A solas, Kayla jugueteó con la tarjeta, golpeándola contra sus uñas cuidadas mientras observaba la puerta con un brillo frío y calculador en los ojos. «Así que vosotros dos realmente no podéis estar separados, ¿no? A ver qué tan unidos están después de esto. «
Con una sonrisa triunfal curvándole los labios, se guardó la tarjeta en el bolsillo y se alejó con paso tranquilo, totalmente segura de sí misma.
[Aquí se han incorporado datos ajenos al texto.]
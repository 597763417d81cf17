//! Timed exchange kernel for one pairing

use crate::error::{AppError, Result};
use crate::histogram::{derive_pairwise, valid_sample, PairingSamples};
use crate::models::TestConfig;
use crate::timer::Clock;
use crate::transport::{decode_samples, encode_samples, ExchangeBuffer, Transport};

/// Measure one pairing with `peer`
///
/// Runs the warm-up exchanges, synchronizes the pair, times `num_messages`
/// exchanges, synchronizes again and swaps the one-sided arrays with the peer
/// to derive pairwise latencies. Both ranks of the pairing must call this with
/// the same `TestConfig`.
pub async fn measure_pairing(
    transport: &mut dyn Transport,
    buffer: &mut ExchangeBuffer,
    peer: usize,
    clock: &dyn Clock,
    test: &TestConfig,
) -> Result<PairingSamples> {
    for _ in 0..test.num_warmup {
        let _ = clock.read();
        let _ = clock.read();
        transport.exchange(buffer, peer).await?;
        let _ = clock.read();
    }

    transport.rendezvous(peer).await?;

    let mut timer_overhead = Vec::with_capacity(test.num_messages);
    let mut one_sided = Vec::with_capacity(test.num_messages);
    for _ in 0..test.num_messages {
        let t1 = clock.read();
        let t2 = clock.read();
        transport.exchange(buffer, peer).await?;
        let t3 = clock.read();

        timer_overhead.push(valid_sample(clock.seconds(t1, t2)));
        one_sided.push(valid_sample(clock.seconds(t2, t3)));
    }

    transport.rendezvous(peer).await?;

    let wire = transport.exchange_samples(&encode_samples(&one_sided), peer).await?;
    if wire.len() != one_sided.len() {
        return Err(AppError::measurement(format!(
            "rank {} sent {} samples, rank {} measured {}",
            peer,
            wire.len(),
            transport.rank(),
            one_sided.len()
        )));
    }
    let peer_one_sided = decode_samples(&wire);
    let pairwise = derive_pairwise(&one_sided, &peer_one_sided);

    Ok(PairingSamples {
        timer_overhead,
        one_sided,
        pairwise,
    })
}

#[cfg(test)]
mod tests {
    use super::*;
    use crate::error::RetryPolicy;
    use crate::timer::StepClock;
    use crate::transport::{LocalFabric, MessagePassingTransport};
    use std::time::Duration;

    fn test_config(num_messages: usize) -> TestConfig {
        TestConfig {
            num_cycles: 1,
            num_stages: 2,
            num_messages,
            num_warmup: 2,
            message_size: 8,
        }
    }

    #[tokio::test]
    async fn test_measure_pairing_with_step_clock() {
        let fabric = LocalFabric::new(2);
        let policy = RetryPolicy::bounded(None, Duration::from_secs(5));
        let mut t0 = MessagePassingTransport::new(fabric.attach(0).unwrap(), policy);
        let mut t1 = MessagePassingTransport::new(fabric.attach(1).unwrap(), policy);
        let mut b0 = t0.allocate(8).await.unwrap();
        let mut b1 = t1.allocate(8).await.unwrap();

        let c0 = StepClock::new(100);
        let c1 = StepClock::new(300);
        let test = test_config(5);

        let (s0, s1) = tokio::join!(
            measure_pairing(&mut t0, &mut b0, 1, &c0, &test),
            measure_pairing(&mut t1, &mut b1, 0, &c1, &test),
        );
        let s0 = s0.unwrap();
        let s1 = s1.unwrap();

        // Each clock advances one step per read, so every delta is one step.
        assert_eq!(s0.timer_overhead, vec![Some(100.0 / 1e9); 5]);
        assert_eq!(s0.one_sided, vec![Some(100.0 / 1e9); 5]);
        assert_eq!(s1.one_sided, vec![Some(300.0 / 1e9); 5]);
        assert_eq!(s0.pairwise, vec![Some((100.0 / 1e9 + 300.0 / 1e9) / 2.0); 5]);
        assert_eq!(s0.pairwise, s1.pairwise);
    }
}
Dentro, los amantes habían salido de la fuente de agua caliente y se habían tirado directamente a la cama. El aire prácticamente crepitaba de tensión mientras Tricia envolvía con fuerza sus brazos alrededor del cuello de Liam, jadeando entre respiraciones entrecortadas. «Tómatelo con calma, cariño. ¡No puedo más!».
Antes de que él pudiera responder, la puerta se abrió de golpe, haciendo crujir las bisagras. Una figura vestida completamente de negro —con el sombrero calado y el rostro oculto tras una mascarilla quirúrgica— irrumpió en la habitación, blandiendo una cámara.
El obturador disparó furiosamente, congelando el caos en destellos despiadados.
En una fracción de segundo, el hechizo se rompió. Liam, al borde del clímax, fue arrancado de vuelta a la realidad. La rabia se apoderó de él. Saltó en pie, con los músculos tensos por la furia. «¿Quién coño eres? ¿Qué te crees que estás haciendo? ¡Fuera, ahora mismo!»
Tricia, completamente desnuda y aterrorizada, chilló y se arrojó a los brazos de Liam, aferrándose a él como si le fuera la vida en ello. «Está haciendo fotos. ¡Deténlo!»
Pero la figura enmascarada ya había salido disparada por la puerta, cámara en mano. Furioso, Liam agarró una toalla y salió corriendo al pasillo, sin molestarse apenas en cubrirse mientras perseguía a la figura.
ոu𝗲vо𝗌 𝗰𝖺𝘱𝗂́𝘵𝘶𝗹оs 𝗌𝘦𝗆𝖺𝗻a𝘭𝘦s 𝖾𝘯 𝘯𝘰𝗏е𝘭𝘢𝗌𝟰𝘧aո.𝘤𝘰m
Tricia yacía tendida en la cama, temblando y sin aliento, con el rostro pálido.